Top of Material for this task
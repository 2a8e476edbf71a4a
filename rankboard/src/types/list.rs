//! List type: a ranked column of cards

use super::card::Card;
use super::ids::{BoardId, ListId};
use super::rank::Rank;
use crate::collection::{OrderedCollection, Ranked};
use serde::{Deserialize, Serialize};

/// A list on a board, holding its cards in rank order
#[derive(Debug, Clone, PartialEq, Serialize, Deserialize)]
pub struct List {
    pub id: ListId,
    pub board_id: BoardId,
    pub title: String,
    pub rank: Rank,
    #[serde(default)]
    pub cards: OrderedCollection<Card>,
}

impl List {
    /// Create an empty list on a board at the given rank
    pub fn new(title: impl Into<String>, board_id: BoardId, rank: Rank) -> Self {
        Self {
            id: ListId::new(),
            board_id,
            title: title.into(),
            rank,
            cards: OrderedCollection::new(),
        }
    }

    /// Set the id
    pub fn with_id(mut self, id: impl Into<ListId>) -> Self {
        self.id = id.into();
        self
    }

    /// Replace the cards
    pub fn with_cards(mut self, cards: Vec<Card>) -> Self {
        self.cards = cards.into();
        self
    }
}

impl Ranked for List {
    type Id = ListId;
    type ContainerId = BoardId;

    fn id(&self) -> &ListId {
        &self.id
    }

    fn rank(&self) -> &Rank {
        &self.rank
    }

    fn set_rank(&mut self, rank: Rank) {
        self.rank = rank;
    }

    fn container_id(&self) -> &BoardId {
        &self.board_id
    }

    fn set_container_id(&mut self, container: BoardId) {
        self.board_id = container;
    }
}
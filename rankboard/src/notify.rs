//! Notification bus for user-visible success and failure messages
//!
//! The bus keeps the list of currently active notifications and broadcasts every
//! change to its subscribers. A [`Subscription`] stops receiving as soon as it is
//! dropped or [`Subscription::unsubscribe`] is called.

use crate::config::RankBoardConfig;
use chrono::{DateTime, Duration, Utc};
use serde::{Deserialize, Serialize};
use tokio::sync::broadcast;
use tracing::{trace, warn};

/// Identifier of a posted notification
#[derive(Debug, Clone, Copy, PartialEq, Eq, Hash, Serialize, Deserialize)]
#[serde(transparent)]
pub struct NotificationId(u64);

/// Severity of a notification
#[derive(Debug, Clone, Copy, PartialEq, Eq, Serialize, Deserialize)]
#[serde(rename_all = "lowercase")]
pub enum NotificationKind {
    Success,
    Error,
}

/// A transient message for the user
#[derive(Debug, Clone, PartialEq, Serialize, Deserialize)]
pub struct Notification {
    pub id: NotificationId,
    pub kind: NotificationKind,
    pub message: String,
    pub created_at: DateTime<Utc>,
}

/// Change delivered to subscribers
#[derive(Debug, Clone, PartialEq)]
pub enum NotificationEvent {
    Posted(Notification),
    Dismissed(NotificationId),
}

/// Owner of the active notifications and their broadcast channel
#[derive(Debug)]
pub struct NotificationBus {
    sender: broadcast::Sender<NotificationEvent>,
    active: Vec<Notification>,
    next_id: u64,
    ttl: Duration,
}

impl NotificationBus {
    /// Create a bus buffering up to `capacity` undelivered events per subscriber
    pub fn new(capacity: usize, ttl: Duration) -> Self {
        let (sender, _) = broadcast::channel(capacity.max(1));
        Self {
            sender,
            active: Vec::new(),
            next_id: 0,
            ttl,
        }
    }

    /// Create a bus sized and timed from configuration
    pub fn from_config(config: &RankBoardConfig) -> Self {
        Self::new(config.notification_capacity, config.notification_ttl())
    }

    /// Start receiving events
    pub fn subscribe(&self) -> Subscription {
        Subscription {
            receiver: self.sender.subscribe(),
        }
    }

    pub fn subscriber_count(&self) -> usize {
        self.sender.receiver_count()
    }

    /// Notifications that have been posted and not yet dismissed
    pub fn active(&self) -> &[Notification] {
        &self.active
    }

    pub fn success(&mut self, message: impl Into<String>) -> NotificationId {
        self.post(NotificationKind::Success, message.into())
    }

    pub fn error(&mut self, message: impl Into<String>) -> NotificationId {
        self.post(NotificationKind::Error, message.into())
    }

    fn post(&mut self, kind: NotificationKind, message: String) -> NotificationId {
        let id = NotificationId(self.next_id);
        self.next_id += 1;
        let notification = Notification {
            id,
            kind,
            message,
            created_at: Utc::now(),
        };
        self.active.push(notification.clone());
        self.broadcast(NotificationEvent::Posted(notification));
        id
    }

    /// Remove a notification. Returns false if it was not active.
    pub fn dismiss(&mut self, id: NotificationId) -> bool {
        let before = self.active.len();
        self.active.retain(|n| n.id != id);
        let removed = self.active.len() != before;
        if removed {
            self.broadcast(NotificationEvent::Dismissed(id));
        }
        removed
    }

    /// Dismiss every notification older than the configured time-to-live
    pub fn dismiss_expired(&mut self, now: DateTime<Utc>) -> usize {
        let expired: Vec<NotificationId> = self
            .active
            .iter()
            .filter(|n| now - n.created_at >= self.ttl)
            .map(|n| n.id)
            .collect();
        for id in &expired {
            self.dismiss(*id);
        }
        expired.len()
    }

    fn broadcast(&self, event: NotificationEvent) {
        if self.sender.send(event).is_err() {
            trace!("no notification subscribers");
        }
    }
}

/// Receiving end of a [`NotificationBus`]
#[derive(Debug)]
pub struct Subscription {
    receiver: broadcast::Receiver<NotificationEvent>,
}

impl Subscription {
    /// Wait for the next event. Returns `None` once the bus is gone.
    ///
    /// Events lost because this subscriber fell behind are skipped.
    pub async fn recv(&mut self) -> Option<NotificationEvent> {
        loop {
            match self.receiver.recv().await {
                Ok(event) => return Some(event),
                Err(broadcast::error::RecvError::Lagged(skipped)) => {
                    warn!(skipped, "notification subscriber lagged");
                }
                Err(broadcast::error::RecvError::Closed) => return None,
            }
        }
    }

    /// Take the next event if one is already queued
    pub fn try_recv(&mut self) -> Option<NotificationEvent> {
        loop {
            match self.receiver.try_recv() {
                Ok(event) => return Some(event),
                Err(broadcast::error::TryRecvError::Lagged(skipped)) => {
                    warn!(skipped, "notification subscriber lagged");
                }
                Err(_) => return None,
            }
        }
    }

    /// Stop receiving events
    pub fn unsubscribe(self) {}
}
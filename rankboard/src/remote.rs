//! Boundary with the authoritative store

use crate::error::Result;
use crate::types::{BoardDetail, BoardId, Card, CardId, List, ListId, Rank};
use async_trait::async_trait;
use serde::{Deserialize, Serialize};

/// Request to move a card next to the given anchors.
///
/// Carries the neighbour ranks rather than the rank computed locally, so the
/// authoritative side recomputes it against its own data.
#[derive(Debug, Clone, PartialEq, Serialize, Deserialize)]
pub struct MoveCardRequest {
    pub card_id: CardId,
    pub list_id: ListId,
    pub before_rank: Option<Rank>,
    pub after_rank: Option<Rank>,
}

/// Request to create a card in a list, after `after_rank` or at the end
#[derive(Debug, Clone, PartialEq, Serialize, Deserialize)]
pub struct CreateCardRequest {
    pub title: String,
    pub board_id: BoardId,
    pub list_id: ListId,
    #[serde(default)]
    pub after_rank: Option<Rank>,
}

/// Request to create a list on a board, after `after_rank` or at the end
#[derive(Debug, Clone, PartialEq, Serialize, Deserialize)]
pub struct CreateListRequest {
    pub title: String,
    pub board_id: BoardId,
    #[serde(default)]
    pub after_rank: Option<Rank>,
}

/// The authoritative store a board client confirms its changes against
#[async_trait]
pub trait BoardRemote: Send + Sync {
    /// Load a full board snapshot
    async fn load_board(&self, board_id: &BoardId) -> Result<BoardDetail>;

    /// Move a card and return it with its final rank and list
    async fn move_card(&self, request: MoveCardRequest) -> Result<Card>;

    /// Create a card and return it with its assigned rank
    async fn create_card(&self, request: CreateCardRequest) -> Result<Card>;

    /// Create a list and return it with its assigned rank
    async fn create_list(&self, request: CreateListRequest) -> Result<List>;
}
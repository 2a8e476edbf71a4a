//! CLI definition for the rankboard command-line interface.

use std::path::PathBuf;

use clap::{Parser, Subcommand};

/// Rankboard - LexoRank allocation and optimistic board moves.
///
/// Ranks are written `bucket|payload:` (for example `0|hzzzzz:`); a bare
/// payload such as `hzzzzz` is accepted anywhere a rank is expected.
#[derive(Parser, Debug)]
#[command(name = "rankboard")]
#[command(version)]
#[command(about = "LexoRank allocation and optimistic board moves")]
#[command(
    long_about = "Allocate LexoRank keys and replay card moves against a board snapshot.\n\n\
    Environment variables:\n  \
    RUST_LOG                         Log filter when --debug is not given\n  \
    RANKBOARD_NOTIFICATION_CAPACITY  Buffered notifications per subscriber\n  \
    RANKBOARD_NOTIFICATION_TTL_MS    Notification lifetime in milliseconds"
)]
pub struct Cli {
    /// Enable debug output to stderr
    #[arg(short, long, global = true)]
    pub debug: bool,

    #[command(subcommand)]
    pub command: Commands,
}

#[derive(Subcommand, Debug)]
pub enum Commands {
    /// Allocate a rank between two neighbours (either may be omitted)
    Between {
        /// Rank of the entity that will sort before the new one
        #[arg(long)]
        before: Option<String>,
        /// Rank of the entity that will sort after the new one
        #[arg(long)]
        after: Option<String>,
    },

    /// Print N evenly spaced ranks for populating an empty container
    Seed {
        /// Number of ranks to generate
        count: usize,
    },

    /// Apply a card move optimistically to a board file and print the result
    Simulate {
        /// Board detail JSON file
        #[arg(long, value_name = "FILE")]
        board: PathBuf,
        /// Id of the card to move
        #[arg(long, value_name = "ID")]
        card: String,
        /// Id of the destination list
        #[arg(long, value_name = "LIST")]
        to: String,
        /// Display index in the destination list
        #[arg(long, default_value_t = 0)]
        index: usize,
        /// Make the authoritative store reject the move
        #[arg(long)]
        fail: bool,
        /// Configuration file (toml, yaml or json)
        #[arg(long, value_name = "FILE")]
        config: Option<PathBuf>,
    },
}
Bottom of Material for this task
Top of Material for this task
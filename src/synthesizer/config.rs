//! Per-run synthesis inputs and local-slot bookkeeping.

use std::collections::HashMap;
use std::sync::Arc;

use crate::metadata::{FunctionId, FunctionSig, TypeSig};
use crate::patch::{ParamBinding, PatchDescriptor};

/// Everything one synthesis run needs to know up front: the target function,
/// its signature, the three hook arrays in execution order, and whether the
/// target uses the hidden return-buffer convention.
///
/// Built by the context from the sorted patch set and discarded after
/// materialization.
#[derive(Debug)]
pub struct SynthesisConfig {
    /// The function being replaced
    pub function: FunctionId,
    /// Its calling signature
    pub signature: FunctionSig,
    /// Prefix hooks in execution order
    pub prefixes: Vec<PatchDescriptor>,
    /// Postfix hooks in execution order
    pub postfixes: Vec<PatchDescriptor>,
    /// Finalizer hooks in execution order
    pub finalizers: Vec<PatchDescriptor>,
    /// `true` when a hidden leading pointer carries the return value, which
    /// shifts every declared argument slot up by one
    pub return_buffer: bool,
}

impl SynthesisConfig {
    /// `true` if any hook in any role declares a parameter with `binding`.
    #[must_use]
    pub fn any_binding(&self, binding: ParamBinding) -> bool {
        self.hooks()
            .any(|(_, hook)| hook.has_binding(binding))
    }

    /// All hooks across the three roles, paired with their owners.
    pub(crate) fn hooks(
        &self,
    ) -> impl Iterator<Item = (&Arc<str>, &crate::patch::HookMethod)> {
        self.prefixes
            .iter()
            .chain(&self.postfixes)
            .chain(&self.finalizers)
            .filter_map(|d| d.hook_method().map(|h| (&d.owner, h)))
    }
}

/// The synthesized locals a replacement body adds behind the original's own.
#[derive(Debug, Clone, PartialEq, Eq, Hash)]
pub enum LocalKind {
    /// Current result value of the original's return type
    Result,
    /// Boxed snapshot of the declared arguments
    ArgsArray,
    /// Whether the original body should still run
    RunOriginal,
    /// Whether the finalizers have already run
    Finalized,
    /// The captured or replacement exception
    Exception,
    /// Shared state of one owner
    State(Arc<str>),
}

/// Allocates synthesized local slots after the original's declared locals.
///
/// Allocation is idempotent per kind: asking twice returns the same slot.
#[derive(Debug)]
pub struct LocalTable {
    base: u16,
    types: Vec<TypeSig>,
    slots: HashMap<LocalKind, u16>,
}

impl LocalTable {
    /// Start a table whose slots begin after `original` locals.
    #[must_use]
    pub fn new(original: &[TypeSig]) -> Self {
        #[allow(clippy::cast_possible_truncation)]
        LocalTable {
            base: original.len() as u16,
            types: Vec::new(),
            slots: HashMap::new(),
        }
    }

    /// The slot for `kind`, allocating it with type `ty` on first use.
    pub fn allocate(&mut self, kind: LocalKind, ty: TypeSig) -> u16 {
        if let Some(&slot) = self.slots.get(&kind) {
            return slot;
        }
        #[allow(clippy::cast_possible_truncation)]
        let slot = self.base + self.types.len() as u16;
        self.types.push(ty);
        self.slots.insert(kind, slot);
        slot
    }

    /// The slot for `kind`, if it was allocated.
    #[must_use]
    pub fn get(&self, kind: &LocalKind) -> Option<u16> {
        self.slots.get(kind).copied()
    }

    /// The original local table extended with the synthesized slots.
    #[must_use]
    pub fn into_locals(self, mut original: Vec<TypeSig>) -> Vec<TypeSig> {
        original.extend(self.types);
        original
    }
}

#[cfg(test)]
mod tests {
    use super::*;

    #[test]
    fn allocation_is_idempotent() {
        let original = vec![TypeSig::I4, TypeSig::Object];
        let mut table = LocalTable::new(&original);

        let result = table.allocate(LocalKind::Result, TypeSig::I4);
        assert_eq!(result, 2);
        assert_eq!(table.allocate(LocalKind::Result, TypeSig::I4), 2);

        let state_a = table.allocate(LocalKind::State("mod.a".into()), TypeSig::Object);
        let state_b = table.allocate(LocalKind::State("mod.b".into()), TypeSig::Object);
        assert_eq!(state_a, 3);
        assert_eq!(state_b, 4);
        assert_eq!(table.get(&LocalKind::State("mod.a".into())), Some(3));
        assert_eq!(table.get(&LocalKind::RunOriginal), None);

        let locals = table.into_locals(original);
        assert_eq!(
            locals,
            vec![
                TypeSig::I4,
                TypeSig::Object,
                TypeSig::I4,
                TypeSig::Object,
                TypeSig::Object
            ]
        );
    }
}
Bottom of Material for this task
> Task details: Output only an exact transcription of the lines above from the one with "let slot = self.base" up to and including the one with "let original = vec![TypeSig::I4, TypeSig::Object];".

> Exercise answer:
        let slot = self.base + self.types.len() as u16;
        self.types.push(ty);
        self.slots.insert(kind, slot);
        slot
    }

    /// The slot for `kind`, if it was allocated.
    #[must_use]
    pub fn get(&self, kind: &LocalKind) -> Option<u16> {
        self.slots.get(kind).copied()
    }

    /// The original local table extended with the synthesized slots.
    #[must_use]
    pub fn into_locals(self, mut original: Vec<TypeSig>) -> Vec<TypeSig> {
        original.extend(self.types);
        original
    }
}

#[cfg(test)]
mod tests {
    use super::*;

    #[test]
    fn allocation_is_idempotent() {
        let original = vec![TypeSig::I4, TypeSig::Object];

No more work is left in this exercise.